### AIM OF THE TASK
Pick out each line of the records that includes the string "EnterAlternateScreen", and copy it.

### MATERIAL FOR THIS EXERCISE
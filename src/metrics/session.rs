use std::time::{Duration, Instant};

/// In-memory statistics for the current session; nothing is persisted
pub struct SessionStats {
    pub start_time: Instant,
    pub elapsed_time: Duration,
    pub high_score: u32,
    pub games_played: u32,
}

impl SessionStats {
    pub fn new() -> Self {
        Self {
            start_time: Instant::now(),
            elapsed_time: Duration::ZERO,
            high_score: 0,
            games_played: 0,
        }
    }

    pub fn update(&mut self) {
        self.elapsed_time = self.start_time.elapsed();
    }

    pub fn on_game_start(&mut self) {
        self.start_time = Instant::now();
        self.elapsed_time = Duration::ZERO;
    }

    pub fn on_game_over(&mut self, final_score: u32) {
        self.games_played += 1;
        if final_score > self.high_score {
            self.high_score = final_score;
        }
    }

    pub fn format_time(&self) -> String {
        let total_secs = self.elapsed_time.as_secs();
        let minutes = total_secs / 60;
        let seconds = total_secs % 60;
        format!("{:02}:{:02}", minutes, seconds)
    }
}

impl Default for SessionStats {
    fn default() -> Self {
        Self::new()
    }
}
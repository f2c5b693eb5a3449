use anyhow::{Context, Result};
use crossterm::{
    event::{Event, EventStream, KeyEventKind},
    execute,
    terminal::{EnterAlternateScreen, LeaveAlternateScreen, disable_raw_mode, enable_raw_mode},
};
use futures::StreamExt;
use rand::rngs::StdRng;
use rand::SeedableRng;
use ratatui::{Terminal, backend::CrosstermBackend};
use std::io::{Stderr, stderr};
use std::time::Duration;
use tokio::time::interval;
use tracing::{debug, info};

use crate::game::{GameConfig, GameEngine, GameState};
use crate::input::{InputHandler, KeyAction};
use crate::metrics::SessionStats;
use crate::render::Renderer;

pub struct HumanMode {
    engine: GameEngine<StdRng>,
    state: GameState,
    stats: SessionStats,
    renderer: Renderer,
    input_handler: InputHandler,
    should_quit: bool,
}

impl HumanMode {
    pub fn new(config: GameConfig, seed: Option<u64>) -> Self {
        let rng = match seed {
            Some(seed) => StdRng::seed_from_u64(seed),
            None => StdRng::from_entropy(),
        };
        let engine = GameEngine::with_rng(config, rng);
        let state = engine.reset();

        Self {
            engine,
            state,
            stats: SessionStats::new(),
            renderer: Renderer::new(),
            input_handler: InputHandler::new(),
            should_quit: false,
        }
    }

    pub async fn run(&mut self) -> Result<()> {
        // Setup terminal
        enable_raw_mode().context("Failed to enable raw mode")?;
        let mut stderr = stderr();
        execute!(stderr, EnterAlternateScreen).context("Failed to enter alternate screen")?;
        let backend = CrosstermBackend::new(stderr);
        let mut terminal = Terminal::new(backend).context("Failed to create terminal")?;
        terminal.hide_cursor().context("Failed to hide cursor")?;
        terminal.clear().context("Failed to clear terminal")?;

        // Run game loop with cleanup
        let result = self.run_game_loop(&mut terminal).await;

        // Cleanup terminal
        self.cleanup_terminal(&mut terminal)?;

        result
    }

    async fn run_game_loop(
        &mut self,
        terminal: &mut Terminal<CrosstermBackend<Stderr>>,
    ) -> Result<()> {
        let mut event_stream = EventStream::new();

        // Fixed simulation step
        let tick_interval = Duration::from_millis(self.engine.config().tick_interval_ms);
        let mut tick_timer = interval(tick_interval);

        // Render at 30 FPS (33ms per frame)
        let render_interval = Duration::from_millis(33);
        let mut render_timer = interval(render_interval);

        loop {
            tokio::select! {
                // Key events arrive between ticks; steering only updates the
                // engine's pending direction until the next tick commits it
                maybe_event = event_stream.next() => {
                    if let Some(Ok(event)) = maybe_event {
                        self.handle_event(event);
                    }
                }

                // Game logic tick
                _ = tick_timer.tick() => {
                    self.update_game();
                }

                // Render frame
                _ = render_timer.tick() => {
                    self.stats.update();
                    terminal.draw(|frame| {
                        self.renderer.render(frame, &self.state, &self.stats);
                    }).context("Failed to draw frame")?;
                }

                // Handle Ctrl+C
                _ = tokio::signal::ctrl_c() => {
                    self.should_quit = true;
                }
            }

            if self.should_quit {
                break;
            }
        }

        Ok(())
    }

    fn handle_event(&mut self, event: Event) {
        if let Event::Key(key) = event {
            // Only process key press events, not release
            if key.kind != KeyEventKind::Press {
                return;
            }

            let action = self.input_handler.handle_key_event(key);
            self.apply_key_action(action);
        }
    }

    fn apply_key_action(&mut self, action: KeyAction) {
        match action {
            KeyAction::Steer(direction) => {
                self.engine.set_direction(&mut self.state, direction);
            }
            KeyAction::NewGame => {
                // The new-game control is only offered on the game over screen
                if self.state.game_over {
                    self.new_game();
                }
            }
            KeyAction::Quit => {
                self.should_quit = true;
            }
            KeyAction::None => {}
        }
    }

    fn update_game(&mut self) {
        // The timer keeps firing after a game ends; ticking is a no-op then
        if self.state.game_over {
            return;
        }

        let outcome = self.engine.tick(&mut self.state);

        if outcome.ate_food {
            debug!(
                points = outcome.points_awarded,
                foods_eaten = self.state.foods_eaten,
                "food eaten"
            );
        }

        if outcome.game_over {
            self.stats.on_game_over(self.state.score);
            info!(score = self.state.score, "game over");
        }
    }

    fn new_game(&mut self) {
        self.state = self.engine.reset();
        self.stats.on_game_start();
        info!("new game");
    }

    fn cleanup_terminal(
        &mut self,
        terminal: &mut Terminal<CrosstermBackend<Stderr>>,
    ) -> Result<()> {
        disable_raw_mode().context("Failed to disable raw mode")?;
        execute!(terminal.backend_mut(), LeaveAlternateScreen)
            .context("Failed to leave alternate screen")?;
        terminal.show_cursor().context("Failed to show cursor")?;
        Ok(())
    }
}
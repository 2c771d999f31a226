use std::io;
use std::path::{Path, PathBuf};
use thiserror::Error;

/// Error types for reading or writing a target file.
///
/// All of them concern a single file; the batch skips that file and carries on.
#[derive(Error, Debug)]
pub enum PatchError {
    #[error("{} not found", path.display())]
    NotFound { path: PathBuf },

    #[error("permission denied on {}", path.display())]
    PermissionDenied { path: PathBuf },

    #[error("I/O error on {}: {source}", path.display())]
    Io {
        path: PathBuf,
        #[source]
        source: io::Error,
    },
}

impl PatchError {
    /// Classify an I/O error raised while touching `path`.
    pub fn from_io(path: &Path, err: io::Error) -> Self {
        match err.kind() {
            io::ErrorKind::NotFound => PatchError::NotFound {
                path: path.to_path_buf(),
            },
            io::ErrorKind::PermissionDenied => PatchError::PermissionDenied {
                path: path.to_path_buf(),
            },
            _ => PatchError::Io {
                path: path.to_path_buf(),
                source: err,
            },
        }
    }

    pub fn path(&self) -> &Path {
        match self {
            PatchError::NotFound { path }
            | PatchError::PermissionDenied { path }
            | PatchError::Io { path, .. } => path,
        }
    }
}

pub type Result<T> = core::result::Result<T, PatchError>;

### TASK ANSWER
    terminal::{EnterAlternateScreen, LeaveAlternateScreen, disable_raw_mode, enable_raw_mode},
        execute!(stderr, EnterAlternateScreen).context("Failed to enter alternate screen")?;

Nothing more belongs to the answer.